** Supplied material follows **
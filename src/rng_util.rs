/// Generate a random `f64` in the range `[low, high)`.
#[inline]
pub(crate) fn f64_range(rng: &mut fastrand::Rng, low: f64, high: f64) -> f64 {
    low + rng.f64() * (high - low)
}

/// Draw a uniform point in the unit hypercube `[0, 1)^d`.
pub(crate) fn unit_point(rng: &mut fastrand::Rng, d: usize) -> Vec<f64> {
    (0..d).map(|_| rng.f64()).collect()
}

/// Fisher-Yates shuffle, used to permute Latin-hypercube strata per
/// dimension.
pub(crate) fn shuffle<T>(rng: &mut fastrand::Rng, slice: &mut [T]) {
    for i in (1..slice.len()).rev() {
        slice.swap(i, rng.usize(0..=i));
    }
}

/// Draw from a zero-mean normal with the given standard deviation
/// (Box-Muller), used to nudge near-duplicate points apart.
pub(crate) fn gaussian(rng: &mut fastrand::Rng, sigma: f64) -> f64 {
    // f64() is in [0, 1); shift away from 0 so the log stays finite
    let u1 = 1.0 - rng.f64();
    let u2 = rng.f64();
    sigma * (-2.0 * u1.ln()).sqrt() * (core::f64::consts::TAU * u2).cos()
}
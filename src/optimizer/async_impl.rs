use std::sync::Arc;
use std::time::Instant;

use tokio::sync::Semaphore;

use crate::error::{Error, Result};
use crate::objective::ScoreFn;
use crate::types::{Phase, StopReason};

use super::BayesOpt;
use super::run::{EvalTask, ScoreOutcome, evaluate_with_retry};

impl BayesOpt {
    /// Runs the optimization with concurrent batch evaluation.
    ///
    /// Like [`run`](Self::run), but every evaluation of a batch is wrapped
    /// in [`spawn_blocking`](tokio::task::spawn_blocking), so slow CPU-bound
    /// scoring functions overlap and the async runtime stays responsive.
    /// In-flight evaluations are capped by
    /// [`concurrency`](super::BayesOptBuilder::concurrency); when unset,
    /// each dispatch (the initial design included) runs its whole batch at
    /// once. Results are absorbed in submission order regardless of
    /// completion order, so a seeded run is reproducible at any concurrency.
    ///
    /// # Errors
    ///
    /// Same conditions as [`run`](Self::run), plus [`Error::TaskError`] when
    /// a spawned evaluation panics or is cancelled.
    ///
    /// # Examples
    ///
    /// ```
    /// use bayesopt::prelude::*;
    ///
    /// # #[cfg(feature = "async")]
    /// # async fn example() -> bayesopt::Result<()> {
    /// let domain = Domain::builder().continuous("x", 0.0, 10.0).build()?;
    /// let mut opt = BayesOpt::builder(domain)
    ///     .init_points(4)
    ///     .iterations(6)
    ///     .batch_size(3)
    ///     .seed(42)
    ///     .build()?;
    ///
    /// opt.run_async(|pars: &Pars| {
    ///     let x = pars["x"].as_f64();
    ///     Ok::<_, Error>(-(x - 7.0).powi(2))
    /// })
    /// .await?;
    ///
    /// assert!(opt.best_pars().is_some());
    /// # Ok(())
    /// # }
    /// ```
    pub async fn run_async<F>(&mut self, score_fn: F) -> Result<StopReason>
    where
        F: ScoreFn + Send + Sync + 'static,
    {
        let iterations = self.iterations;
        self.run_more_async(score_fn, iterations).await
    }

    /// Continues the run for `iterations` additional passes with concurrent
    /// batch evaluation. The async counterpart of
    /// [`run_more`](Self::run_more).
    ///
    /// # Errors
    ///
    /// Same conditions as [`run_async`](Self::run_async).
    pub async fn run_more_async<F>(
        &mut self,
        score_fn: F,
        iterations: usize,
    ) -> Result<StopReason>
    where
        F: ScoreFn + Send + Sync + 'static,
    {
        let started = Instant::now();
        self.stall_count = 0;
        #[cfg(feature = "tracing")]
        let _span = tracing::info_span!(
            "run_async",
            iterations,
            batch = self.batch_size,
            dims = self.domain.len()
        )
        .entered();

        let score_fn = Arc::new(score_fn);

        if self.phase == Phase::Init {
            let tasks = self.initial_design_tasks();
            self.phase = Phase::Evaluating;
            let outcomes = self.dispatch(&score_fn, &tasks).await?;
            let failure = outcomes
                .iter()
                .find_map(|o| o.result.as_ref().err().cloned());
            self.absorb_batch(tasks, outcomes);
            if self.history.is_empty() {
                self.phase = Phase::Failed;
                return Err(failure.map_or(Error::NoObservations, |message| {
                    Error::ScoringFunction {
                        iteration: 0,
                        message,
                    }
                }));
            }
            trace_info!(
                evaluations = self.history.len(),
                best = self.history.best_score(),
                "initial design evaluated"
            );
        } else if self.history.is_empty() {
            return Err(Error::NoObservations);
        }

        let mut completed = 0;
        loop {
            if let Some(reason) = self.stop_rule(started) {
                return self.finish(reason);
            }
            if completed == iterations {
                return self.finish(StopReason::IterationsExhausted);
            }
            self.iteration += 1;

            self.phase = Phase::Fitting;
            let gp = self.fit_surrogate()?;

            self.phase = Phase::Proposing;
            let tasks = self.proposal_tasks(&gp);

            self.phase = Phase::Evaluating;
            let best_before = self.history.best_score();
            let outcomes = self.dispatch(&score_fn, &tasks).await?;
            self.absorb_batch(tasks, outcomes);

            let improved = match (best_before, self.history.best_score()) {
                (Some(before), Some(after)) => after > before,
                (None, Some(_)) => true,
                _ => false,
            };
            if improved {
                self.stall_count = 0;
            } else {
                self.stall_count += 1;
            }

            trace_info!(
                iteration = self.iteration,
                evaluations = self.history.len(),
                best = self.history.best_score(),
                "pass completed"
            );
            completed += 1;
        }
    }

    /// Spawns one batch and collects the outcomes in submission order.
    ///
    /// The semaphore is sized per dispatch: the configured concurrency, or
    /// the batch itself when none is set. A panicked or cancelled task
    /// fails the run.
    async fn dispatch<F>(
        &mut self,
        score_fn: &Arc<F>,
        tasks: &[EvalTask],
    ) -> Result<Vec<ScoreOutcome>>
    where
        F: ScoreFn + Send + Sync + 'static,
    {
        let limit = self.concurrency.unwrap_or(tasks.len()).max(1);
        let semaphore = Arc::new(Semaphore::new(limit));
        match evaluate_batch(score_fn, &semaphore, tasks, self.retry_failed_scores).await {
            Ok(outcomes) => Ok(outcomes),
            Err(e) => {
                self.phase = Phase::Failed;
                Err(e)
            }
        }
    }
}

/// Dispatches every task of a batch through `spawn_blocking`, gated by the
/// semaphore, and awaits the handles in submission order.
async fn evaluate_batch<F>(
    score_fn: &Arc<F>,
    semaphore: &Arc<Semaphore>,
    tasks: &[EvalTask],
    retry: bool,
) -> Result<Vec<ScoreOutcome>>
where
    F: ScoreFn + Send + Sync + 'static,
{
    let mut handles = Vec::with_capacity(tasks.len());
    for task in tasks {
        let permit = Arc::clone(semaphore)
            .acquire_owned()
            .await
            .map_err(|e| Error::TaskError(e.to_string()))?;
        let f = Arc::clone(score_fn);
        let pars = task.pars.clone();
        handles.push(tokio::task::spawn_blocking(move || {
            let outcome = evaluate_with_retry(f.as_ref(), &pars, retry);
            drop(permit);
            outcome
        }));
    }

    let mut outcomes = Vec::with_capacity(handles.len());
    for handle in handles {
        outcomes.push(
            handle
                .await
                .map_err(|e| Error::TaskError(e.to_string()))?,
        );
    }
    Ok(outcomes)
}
** End of Supplied material **
▶ _Instructions to follow_:
Scan the listing for the string "history", then copy every line where it appears.

▶ _Final answer_:
            if self.history.is_empty() {
                evaluations = self.history.len(),
                best = self.history.best_score(),
        } else if self.history.is_empty() {
            let best_before = self.history.best_score();
            let improved = match (best_before, self.history.best_score()) {
                evaluations = self.history.len(),
                best = self.history.best_score(),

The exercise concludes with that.